Wednesday, August 29, 2007

Silver Linings

Another Republican senator caught attempting sexual improprieties with a member of the same sex. Could there be a more stale topic in the news?

But there's something significant happening with Senator Craig that no one has picked up on. He's claiming that he's not gay and never has been. Yet the media is jumping all over him for hypocrisy. He's voted against gay marriage, gays in the military, etc.

In the spirit of my previous post, I think it's time for the LGBT community to pick of definition for "gay." For as long as I've been alive, political activists have been arguing that being gay transcends that sex act. They've argued that being gay is an emotional identity, above choice. As support for the argument, men in women who've lived for decades in heterosexual marriages have been trotted out and encouraged to tell the stories of how they were able to perform sexually and build strong relationships, but finding something missing.

Therefore, if it's possible to perform sexually with a member of the opposite sex, but ultimately identify as gay, is it not possible to divorce the sex act from emotion, perform sexually with a member of the same sex and identify as straight.

Craig's hypocrisy is not found in his voting record. It's found in his stance that homosexuality and the accompanying acts are immoral, and yet seeking partners for those acts in the most sordid manner possible. And the evidence would indicate that not only was this not the senator's first cup at the tearoom, but that he was comfortable enough to be pretty aggressive in pursuing. Such comfort comes only with practice.

The hypocrisy comes, not in any obfuscation of sexual preference, but in the obvious fact that his marriage at least is not particularly sacred. His plunking a business card in front of a law enforcement officer and asking him what he thought of that indicates that Senator Craig saw himself as empowered and protected by an authority that transcends the average citizen, and his actions in a Minnesota lavatory would seem to say that he also believes he answers to a higher moral authority.

Yesterday I watched almost the entire first season of Project Runway. Wendy Pepper was cast as a ruthless, no-talent hack who back stabbed her way to the top. Given my recent experience in corporate America, I'm here to tell you that Wendy Pepper wasn't particularly sophisticated in her strategies. She set out to win a game, and she achieved a pretty high level of success. The other participants were very quick to hop on their high horses and not only condemn Wendy's "duplicity," but to indignantly huff at every turn that they would never stoop to such manipulations.

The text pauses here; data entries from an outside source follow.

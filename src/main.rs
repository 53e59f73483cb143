//! # MindField CLI (`mf`)
//!
//! The `mf` binary drives the two offline ingestion pipelines, the two
//! indexers, one-shot bridge queries, and the HTTP bridge server.
//!
//! ## Usage
//!
//! ```bash
//! mf --config ./config/mindfield.toml <command>
//! ```
//!
//! ## Commands
//!
//! | Command | Description |
//! |---------|-------------|
//! | `mf init` | Create the local vector store schema |
//! | `mf ingest fragments` | Raw markdown → fragments JSONL |
//! | `mf ingest compasses` | Geometry JSON → compasses JSONL |
//! | `mf index texture` | Embed fragments into the texture collection |
//! | `mf index orientation` | Embed compasses into the orientation collection |
//! | `mf query "<text>"` | Run one dual-space query |
//! | `mf serve` | Start the HTTP bridge server |

use clap::{Parser, Subcommand};
use std::path::PathBuf;

use mindfield::bridge::Bridge;
use mindfield::config::{self, StoreMode};
use mindfield::store::sqlite::SqliteStore;
use mindfield::{index_cmd, ingest, present, server};

/// MindField — a dual-hemisphere document ingestion and semantic retrieval
/// bridge.
///
/// All commands accept a `--config` flag pointing to a TOML configuration
/// file.
#[derive(Parser)]
#[command(
    name = "mf",
    about = "MindField — dual-hemisphere document ingestion and semantic retrieval bridge",
    version,
    long_about = "MindField converts annotated documents into paragraph fragments and geometric \
    compass summaries, embeds each family in its own vector space, and answers queries by \
    searching both collections and merging the ranked results."
)]
struct Cli {
    /// Path to configuration file (TOML).
    #[arg(long, global = true, default_value = "./config/mindfield.toml")]
    config: PathBuf,

    #[command(subcommand)]
    command: Commands,
}

#[derive(Subcommand)]
enum Commands {
    /// Initialize the local vector store schema.
    ///
    /// Creates the SQLite store file and its tables. Idempotent. In cloud
    /// mode there is nothing to initialize locally.
    Init,

    /// Run an offline ingestion pipeline.
    ///
    /// Converts raw source directories into JSONL record files that the
    /// indexers consume.
    Ingest {
        #[command(subcommand)]
        pipeline: IngestPipeline,
    },

    /// Embed records and upsert them into a vector collection.
    Index {
        #[command(subcommand)]
        hemisphere: IndexHemisphere,
    },

    /// Run one dual-space query against both collections.
    Query {
        /// The query string.
        query: String,

        /// Print the raw JSON response instead of formatted output.
        #[arg(long)]
        json: bool,

        /// Override the number of neighbors requested per collection.
        #[arg(long)]
        top_k: Option<usize>,
    },

    /// Start the HTTP bridge server.
    Serve,
}

#[derive(Subcommand)]
enum IngestPipeline {
    /// Segment annotated markdown into paragraph fragment records.
    Fragments,
    /// Synthesize compass records from geometry metadata documents.
    Compasses,
}

#[derive(Subcommand)]
enum IndexHemisphere {
    /// Fragment records → texture collection (local embedding space).
    Texture,
    /// Compass records → orientation collection (cloud embedding space).
    Orientation,
}

#[tokio::main]
async fn main() -> anyhow::Result<()> {
    let cli = Cli::parse();
    let cfg = config::load_config(&cli.config)?;

    match cli.command {
        Commands::Init => match cfg.store.mode {
            StoreMode::Local => {
                SqliteStore::connect(&cfg.store.local_path).await?;
                println!("Vector store initialized successfully.");
            }
            StoreMode::Cloud => {
                println!("Cloud store requires no local initialization.");
            }
        },
        Commands::Ingest { pipeline } => match pipeline {
            IngestPipeline::Fragments => ingest::run_ingest_fragments(&cfg)?,
            IngestPipeline::Compasses => ingest::run_ingest_compasses(&cfg)?,
        },
        Commands::Index { hemisphere } => match hemisphere {
            IndexHemisphere::Texture => index_cmd::run_index_texture(&cfg).await?,
            IndexHemisphere::Orientation => index_cmd::run_index_orientation(&cfg).await?,
        },
        Commands::Query { query, json, top_k } => {
            let mut cfg = cfg;
            if let Some(top_k) = top_k {
                cfg.retrieval.top_k = top_k;
            }
            let bridge = Bridge::open(&cfg).await?;
            let response = bridge.query(&query).await?;
            if json {
                println!("{}", serde_json::to_string_pretty(&response)?);
            } else {
                println!("{}", present::render(&response));
            }
        }
        Commands::Serve => {
            server::run_server(&cfg).await?;
        }
    }

    Ok(())
}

Yet in the final episode, we see Kara Saun using custom-made shoes that were provided at a deep, deep discount. While she held herself to the letter of the law, and only after she was forced to comply with her contract, she blatantly disregarded the spirit of the contract. Yet, when she was exposed, she had no problem defending her strategy and once again becoming indignant that anyone would question her integrity. She probably fails to see that she may very well have forfeited the victory because of her iron-man twisting of her ethics. She believes herself to be ethically pure, all evidence to the contrary. And by huffing and puffing about Wendy Pepper's lack of ethics, she seems to believe that no one would think to look at hers.

I suspect that Senator Craig is doing a similar mental gymnastic routine, convincing himself that there's nothing wrong with a little bathroom hanky panky. He's been a good provider and loves his wife. Anything else is no one else's business.

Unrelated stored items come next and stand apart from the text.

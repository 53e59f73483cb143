//! Embedding provider abstraction and implementations.
//!
//! Defines the [`Embedder`] trait and the two concrete providers the
//! hemispheres use:
//! - **[`OpenAiEmbedder`]** — calls the OpenAI embeddings API with batching,
//!   retry, and backoff (orientation space).
//! - **`LocalEmbedder`** — runs models locally via fastembed; no network
//!   calls after model download (texture space).
//!
//! Also provides the vector utilities the local store builds on:
//! [`cosine_similarity`], [`vec_to_blob`], and [`blob_to_vec`].
//!
//! # Retry Strategy
//!
//! The OpenAI provider uses exponential backoff for transient errors:
//! - HTTP 429 (rate limited) and 5xx (server error) → retry
//! - HTTP 4xx (client error, not 429) → fail immediately
//! - Network errors → retry
//! - Backoff: 1s, 2s, 4s, 8s, 16s, 32s (capped at 2^5)

use anyhow::{bail, Result};
use async_trait::async_trait;
use std::time::Duration;

use crate::config::EmbeddingConfig;

/// An embedding backend bound to one model and one vector space.
///
/// Constructed per hemisphere via [`create_embedder`]; tests inject their
/// own implementation instead of relying on ambient configuration.
#[async_trait]
pub trait Embedder: Send + Sync {
    /// Returns the model identifier (e.g. `"text-embedding-3-large"`).
    fn model_name(&self) -> &str;
    /// Returns the embedding vector dimensionality (e.g. `3072`).
    fn dims(&self) -> usize;
    /// Embed a batch of texts, returning one vector per input in order.
    async fn embed(&self, texts: &[String]) -> Result<Vec<Vec<f32>>>;
}

/// Embed a single query text.
///
/// Convenience wrapper around [`Embedder::embed`] for the query path.
pub async fn embed_query(embedder: &dyn Embedder, text: &str) -> Result<Vec<f32>> {
    let vectors = embedder.embed(&[text.to_string()]).await?;
    vectors
        .into_iter()
        .next()
        .ok_or_else(|| anyhow::anyhow!("Empty embedding response"))
}

/// Create the appropriate [`Embedder`] for one embedding-space config.
///
/// # Errors
///
/// Returns an error for unknown provider names or if the provider cannot
/// be initialized (missing model config, API key, or feature flag).
pub fn create_embedder(config: &EmbeddingConfig) -> Result<Box<dyn Embedder>> {
    match config.provider.as_str() {
        "openai" => Ok(Box::new(OpenAiEmbedder::new(config)?)),
        #[cfg(feature = "local-embeddings-fastembed")]
        "local" => Ok(Box::new(LocalEmbedder::new(config)?)),
        #[cfg(not(feature = "local-embeddings-fastembed"))]
        "local" => bail!(
            "Local embedding provider requires --features local-embeddings-fastembed"
        ),
        other => bail!("Unknown embedding provider: {}", other),
    }
}

// ============ OpenAI Provider ============

/// Embedding provider using the OpenAI API.
///
/// Calls the `POST /v1/embeddings` endpoint with the configured model.
/// Requires the `OPENAI_API_KEY` environment variable to be set.
pub struct OpenAiEmbedder {
    model: String,
    dims: usize,
    max_retries: u32,
    timeout_secs: u64,
}

impl OpenAiEmbedder {
    pub fn new(config: &EmbeddingConfig) -> Result<Self> {
        let model = config
            .model
            .clone()
            .ok_or_else(|| anyhow::anyhow!("embedding model required for OpenAI provider"))?;
        let dims = config
            .dims
            .ok_or_else(|| anyhow::anyhow!("embedding dims required for OpenAI provider"))?;

        if std::env::var("OPENAI_API_KEY").is_err() {
            bail!("OPENAI_API_KEY environment variable not set");
        }

        Ok(Self {
            model,
            dims,
            max_retries: config.max_retries,
            timeout_secs: config.timeout_secs,
        })
    }
}

#[async_trait]
impl Embedder for OpenAiEmbedder {
    fn model_name(&self) -> &str {
        &self.model
    }

    fn dims(&self) -> usize {
        self.dims
    }

    async fn embed(&self, texts: &[String]) -> Result<Vec<Vec<f32>>> {
        let api_key = std::env::var("OPENAI_API_KEY")
            .map_err(|_| anyhow::anyhow!("OPENAI_API_KEY not set"))?;

        let client = reqwest::Client::builder()
            .timeout(Duration::from_secs(self.timeout_secs))
            .build()?;

        let body = serde_json::json!({
            "model": self.model,
            "input": texts,
        });

        let mut last_err = None;

        for attempt in 0..=self.max_retries {
            if attempt > 0 {
                // Exponential backoff: 1s, 2s, 4s, 8s, ...
                let delay = Duration::from_secs(1 << (attempt - 1).min(5));
                tokio::time::sleep(delay).await;
            }

            let resp = client
                .post("https://api.openai.com/v1/embeddings")
                .header("Authorization", format!("Bearer {}", api_key))
                .header("Content-Type", "application/json")
                .json(&body)
                .send()
                .await;

            match resp {
                Ok(response) => {
                    let status = response.status();

                    if status.is_success() {
                        let json: serde_json::Value = response.json().await?;
                        return parse_openai_response(&json);
                    }

                    // Rate limited or server error — retry
                    if status.as_u16() == 429 || status.is_server_error() {
                        let body_text = response.text().await.unwrap_or_default();
                        last_err = Some(anyhow::anyhow!(
                            "OpenAI API error {}: {}",
                            status,
                            body_text
                        ));
                        continue;
                    }

                    // Client error (not 429) — don't retry
                    let body_text = response.text().await.unwrap_or_default();
                    bail!("OpenAI API error {}: {}", status, body_text);
                }
                Err(e) => {
                    last_err = Some(e.into());
                    continue;
                }
            }
        }

        Err(last_err.unwrap_or_else(|| anyhow::anyhow!("Embedding failed after retries")))
    }
}

/// Parse the OpenAI embeddings API response JSON.
fn parse_openai_response(json: &serde_json::Value) -> Result<Vec<Vec<f32>>> {
    let data = json
        .get("data")
        .and_then(|d| d.as_array())
        .ok_or_else(|| anyhow::anyhow!("Invalid OpenAI response: missing data array"))?;

    let mut embeddings = Vec::with_capacity(data.len());

    for item in data {
        let embedding = item
            .get("embedding")
            .and_then(|e| e.as_array())
            .ok_or_else(|| anyhow::anyhow!("Invalid OpenAI response: missing embedding"))?;

        let vec: Vec<f32> = embedding
            .iter()
            .map(|v| v.as_f64().unwrap_or(0.0) as f32)
            .collect();

        embeddings.push(vec);
    }

    Ok(embeddings)
}

// ============ Local Provider (fastembed) ============

/// Embedding provider for local inference via fastembed.
///
/// Models are downloaded on first use from Hugging Face and cached.
/// After initial download, embeddings run entirely offline.
#[cfg(feature = "local-embeddings-fastembed")]
pub struct LocalEmbedder {
    model_name: String,
    dims: usize,
    batch_size: usize,
}

#[cfg(feature = "local-embeddings-fastembed")]
impl LocalEmbedder {
    pub fn new(config: &EmbeddingConfig) -> Result<Self> {
        let model_name = config
            .model
            .clone()
            .unwrap_or_else(|| "bge-large-en-v1.5".to_string());

        // Verify the model name maps to a known fastembed model up front.
        config_to_fastembed_model(&model_name)?;

        let dims = config.dims.unwrap_or(match model_name.as_str() {
            "all-minilm-l6-v2" => 384,
            "bge-small-en-v1.5" => 384,
            "bge-base-en-v1.5" => 768,
            "bge-large-en-v1.5" => 1024,
            "nomic-embed-text-v1" | "nomic-embed-text-v1.5" => 768,
            _ => 384,
        });

        Ok(Self {
            model_name,
            dims,
            batch_size: config.batch_size,
        })
    }
}

#[cfg(feature = "local-embeddings-fastembed")]
fn config_to_fastembed_model(name: &str) -> Result<fastembed::EmbeddingModel> {
    match name {
        "all-minilm-l6-v2" => Ok(fastembed::EmbeddingModel::AllMiniLML6V2),
        "bge-small-en-v1.5" => Ok(fastembed::EmbeddingModel::BGESmallENV15),
        "bge-base-en-v1.5" => Ok(fastembed::EmbeddingModel::BGEBaseENV15),
        "bge-large-en-v1.5" => Ok(fastembed::EmbeddingModel::BGELargeENV15),
        "nomic-embed-text-v1" => Ok(fastembed::EmbeddingModel::NomicEmbedTextV1),
        "nomic-embed-text-v1.5" => Ok(fastembed::EmbeddingModel::NomicEmbedTextV15),
        other => bail!(
            "Unknown local embedding model: '{}'. Supported models: \
             all-minilm-l6-v2, bge-small-en-v1.5, bge-base-en-v1.5, bge-large-en-v1.5, \
             nomic-embed-text-v1, nomic-embed-text-v1.5",
            other
        ),
    }
}

#[cfg(feature = "local-embeddings-fastembed")]
#[async_trait]
impl Embedder for LocalEmbedder {
    fn model_name(&self) -> &str {
        &self.model_name
    }

    fn dims(&self) -> usize {
        self.dims
    }

    async fn embed(&self, texts: &[String]) -> Result<Vec<Vec<f32>>> {
        let fastembed_model = config_to_fastembed_model(&self.model_name)?;
        let batch_size = self.batch_size;
        let texts = texts.to_vec();

        tokio::task::spawn_blocking(move || {
            let mut model = fastembed::TextEmbedding::try_new(
                fastembed::InitOptions::new(fastembed_model).with_show_download_progress(true),
            )
            .map_err(|e| anyhow::anyhow!("Failed to initialize local embedding model: {}", e))?;

            let embeddings = model
                .embed(texts, Some(batch_size))
                .map_err(|e| anyhow::anyhow!("Local embedding failed: {}", e))?;

            Ok(embeddings)
        })
        .await?
    }
}

// ============ Vector utilities ============

/// Encode a float vector as a BLOB (little-endian f32 bytes).
///
/// Each `f32` is stored as 4 bytes in little-endian order, producing a BLOB
/// of `vec.len() × 4` bytes for SQLite storage.
pub fn vec_to_blob(vec: &[f32]) -> Vec<u8> {
    let mut bytes = Vec::with_capacity(vec.len() * 4);
    for &v in vec {
        bytes.extend_from_slice(&v.to_le_bytes());
    }
    bytes
}

/// Decode a BLOB back into a float vector.
pub fn blob_to_vec(blob: &[u8]) -> Vec<f32> {
    blob.chunks_exact(4)
        .map(|chunk| f32::from_le_bytes([chunk[0], chunk[1], chunk[2], chunk[3]]))
        .collect()
}

/// Compute cosine similarity between two embedding vectors.
///
/// Returns a value in `[-1.0, 1.0]`; `0.0` for empty vectors or vectors of
/// different lengths.
pub fn cosine_similarity(a: &[f32], b: &[f32]) -> f32 {
    if a.len() != b.len() || a.is_empty() {
        return 0.0;
    }

    let mut dot = 0.0f32;
    let mut norm_a = 0.0f32;
    let mut norm_b = 0.0f32;

    for (x, y) in a.iter().zip(b.iter()) {
        dot += x * y;
        norm_a += x * x;
        norm_b += y * y;
    }

    let denom = norm_a.sqrt() * norm_b.sqrt();
    if denom < f32::EPSILON {
        return 0.0;
    }

    dot / denom
}

#[cfg(test)]
mod tests {
    use super::*;

    #[test]
    fn test_vec_blob_roundtrip() {
        let vec = vec![1.0f32, -2.5, 3.125, 0.0, -0.001];
        let blob = vec_to_blob(&vec);
        let restored = blob_to_vec(&blob);
        assert_eq!(vec, restored);
    }

    #[test]
    fn test_cosine_identical() {
        let v = vec![1.0, 2.0, 3.0];
        let sim = cosine_similarity(&v, &v);
        assert!((sim - 1.0).abs() < 1e-6);
    }

    #[test]
    fn test_cosine_orthogonal() {
        let a = vec![1.0, 0.0, 0.0];
        let b = vec![0.0, 1.0, 0.0];
        assert!(cosine_similarity(&a, &b).abs() < 1e-6);
    }

    #[test]
    fn test_cosine_empty_or_mismatched() {
        assert_eq!(cosine_similarity(&[], &[]), 0.0);
        assert_eq!(cosine_similarity(&[1.0, 2.0], &[1.0]), 0.0);
    }

    #[test]
    fn test_parse_openai_response() {
        let json = serde_json::json!({
            "data": [
                { "embedding": [0.1, 0.2] },
                { "embedding": [0.3, 0.4] },
            ]
        });
        let embeddings = parse_openai_response(&json).unwrap();
        assert_eq!(embeddings.len(), 2);
        assert_eq!(embeddings[1], vec![0.3f32, 0.4]);
    }

    #[test]
    fn test_parse_openai_response_missing_data() {
        let json = serde_json::json!({ "error": "nope" });
        assert!(parse_openai_response(&json).is_err());
    }
}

There's a temptation to pity or sympathize with Mrs. Senator Craig. I'm finding it difficult to nurture such an impulse. Such blatant hypocrisy does not exist in a vacuum. Even contestants on a reality game show are able to pierce such moral ambiguity. Faced with day after day, Mrs. Craig has got to have witnessed enough in her marriage to at least suspect her husband is capable of this. After decades of marriage she has either turned a blind eye, or she's outright wilfully stupid. Neither deserves pity nor compassion.

At the end of the day, there are a couple points of good news in this story. The first is that it becomes increasingly clear that attempts to legislate sexual behavior only forces that behavior to become covert. Sexual drives must be innate, or someone so vehemently opposed to them as Senator Craig would be able to resist.

Secondly, at age sixty-two, Senator Craig was randy enough to risk his senatorial career and marriage for the opportunity to play advanced tonsil hockey in public. And in spite of looking the way he does, he must be having some success. Oh, happy day for those of us slipping into middle age!